Across the length and breadth of our small, mountainous state, dozens of immense wind towers, taller than the Bennington Monument are either planned or already in place.
With official sanction, this state is in the process of gradually industrializing and suburbanizing its mountains and high ridges. In the Northeast Kingdom towns of Lowell and Sheffield major wind installations have destroyed the fragile ecology of high ridges and mountain ranges and compromised the viewshed for miles around.
Southern Vermont is not immune from this new threat to Vermont’s highlands. A huge industrial-scale project has been proposed for the high ridges shared by Windham and Grafton. Iberdola Corp. wants to place 28 500-foot tall wind turbines – the largest wind implantation in Vermont – atop those ridges. To allow that to happen would be a colossal mistake.

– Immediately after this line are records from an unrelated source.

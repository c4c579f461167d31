/*!
The context --- to which logics are registered, formulas are built and parsed, and
within which solves and entailment checks take place.

A [Context] bundles a [LogicRegistry](crate::logic::LogicRegistry) with the
[FormulaArena](crate::structures::formula::FormulaArena) that interns every formula
built against it. Keeping the two together means a formula handle obtained from one
call (`atom`, `parse`) stays valid for every later call on the same context.

# Example
```rust
# use tableaux::context::Context;
# use tableaux::config::Config;
let mut ctx = Context::with_builtin_logics();

let formula = ctx.parse("classical", "p & ~p").unwrap();
let result = ctx.solve("classical", formula, None, &Config::default()).unwrap();
assert!(!result.satisfiable);
```
*/

use crate::config::Config;
use crate::logic::{LogicDefinition, LogicRegistry};
use crate::reports::{SolveResult, Tristate};
use crate::structures::formula::{Formula, FormulaArena};
use crate::structures::sign::Sign;
use crate::structures::signed_formula::SignedFormula;
use crate::tableau;
use crate::types::err::ErrorKind;

/// The programmatic entry point: registered logics plus the arena every formula
/// built through this context is interned into.
pub struct Context {
    logics: LogicRegistry,
    arena: FormulaArena,
}

impl Context {
    /// An empty context with no logics registered.
    pub fn new() -> Self {
        Context {
            logics: LogicRegistry::new(),
            arena: FormulaArena::new(),
        }
    }

    /// A context pre-populated with the classical, weak-Kleene, and four-valued logics.
    pub fn with_builtin_logics() -> Self {
        Context {
            logics: LogicRegistry::with_builtins(),
            arena: FormulaArena::new(),
        }
    }

    /// Registers a third-party logic definition under its own name.
    pub fn register_logic(&mut self, logic: LogicDefinition) -> Result<(), ErrorKind> {
        self.logics.register(logic).map_err(ErrorKind::from)
    }

    /// Looks up a registered logic by name, failing with [ErrorKind::Registration]
    /// if none is registered under it.
    pub fn open_logic(&self, name: &str) -> Result<&LogicDefinition, ErrorKind> {
        self.logics.get(name).map_err(ErrorKind::from)
    }

    /// Interns (or reuses) the atomic formula named `name`.
    pub fn atom(&mut self, name: &str) -> Formula {
        self.arena.atom(name)
    }

    /// Parses `input` against `logic`'s connective table, interning the result into
    /// this context's arena.
    pub fn parse(&mut self, logic: &str, input: &str) -> Result<Formula, ErrorKind> {
        let logic = self.open_logic(logic)?.clone();
        crate::parser::parse(input, logic.connectives(), &mut self.arena).map_err(ErrorKind::from)
    }

    /// Runs the tableau on `formula` under `logic`, seeded with `sign` (or the logic's
    /// default sign if `None`).
    pub fn solve(
        &mut self,
        logic: &str,
        formula: Formula,
        sign: Option<&str>,
        config: &Config,
    ) -> Result<SolveResult, ErrorKind> {
        let logic = self.logics.get(logic)?.clone();
        let sign = match sign {
            Some(symbol) => {
                let sign = Sign::new(symbol);
                if !logic.sign_system().contains(&sign) {
                    return Err(ErrorKind::Registration(crate::types::err::RegistrationError::UnknownSign(
                        symbol.to_string(),
                    )));
                }
                sign
            }
            None => logic.sign_system().default_sign().clone(),
        };

        tableau::solve(&logic, &mut self.arena, SignedFormula::new(sign, formula), config)
    }

    /// Whether `premises` entail `conclusion` under `logic`, generalised over every
    /// designated sign (see [tableau::entails](crate::tableau::entails)).
    pub fn entails(
        &mut self,
        logic: &str,
        premises: &[Formula],
        conclusion: Formula,
        config: &Config,
    ) -> Result<Tristate, ErrorKind> {
        let logic = self.logics.get(logic)?.clone();
        tableau::entails(&logic, &mut self.arena, premises, conclusion, config)
    }

    /// The arena backing this context, for rendering formulas or inspecting atoms.
    pub fn arena(&self) -> &FormulaArena {
        &self.arena
    }
}

impl Default for Context {
    fn default() -> Self {
        Self::new()
    }
}

#[cfg(test)]
mod tests {
    use super::*;

    #[test]
    fn unknown_logic_is_reported() {
        let mut ctx = Context::with_builtin_logics();
        assert!(ctx.parse("modal", "p").is_err());
    }

    #[test]
    fn solve_with_explicit_sign_matches_weak_kleene_contagion() {
        let mut ctx = Context::with_builtin_logics();
        let formula = ctx.parse("weak-kleene", "p & ~p").unwrap();
        let result = ctx.solve("weak-kleene", formula, Some("U"), &Config::default()).unwrap();
        assert!(result.satisfiable);
    }

    #[test]
    fn solve_without_sign_uses_the_logics_default() {
        let mut ctx = Context::with_builtin_logics();
        let formula = ctx.parse("classical", "p & ~p").unwrap();
        let result = ctx.solve("classical", formula, None, &Config::default()).unwrap();
        assert!(!result.satisfiable);
    }

    #[test]
    fn unknown_sign_is_reported() {
        let mut ctx = Context::with_builtin_logics();
        let formula = ctx.parse("classical", "p").unwrap();
        assert!(ctx.solve("classical", formula, Some("Q"), &Config::default()).is_err());
    }

    #[test]
    fn entails_reports_explosion_as_not_entailing() {
        let mut ctx = Context::with_builtin_logics();
        let premise = ctx.parse("four-valued", "p & ~p").unwrap();
        let q = ctx.atom("q");
        let verdict = ctx.entails("four-valued", &[premise], q, &Config::default()).unwrap();
        assert_eq!(verdict, Tristate::False);
    }
}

Both towns are rural and both villages are listed on the National Register of Historic Places. The landscape there balances the works of man and the works of nature in a way that is pleasant, scenic and restful. In many ways, these towns represent the best of rural Vermont.
That would all be permanently damaged if these immense industrial wind towers were built.
This is not a matter of simple aesthetics. Vermont’s one drawing card in the battle for tourist dollars is its incomparable countryside. Compromise that, as these large wind installations do, and the battle will be lost, and our tourist economy will suffer.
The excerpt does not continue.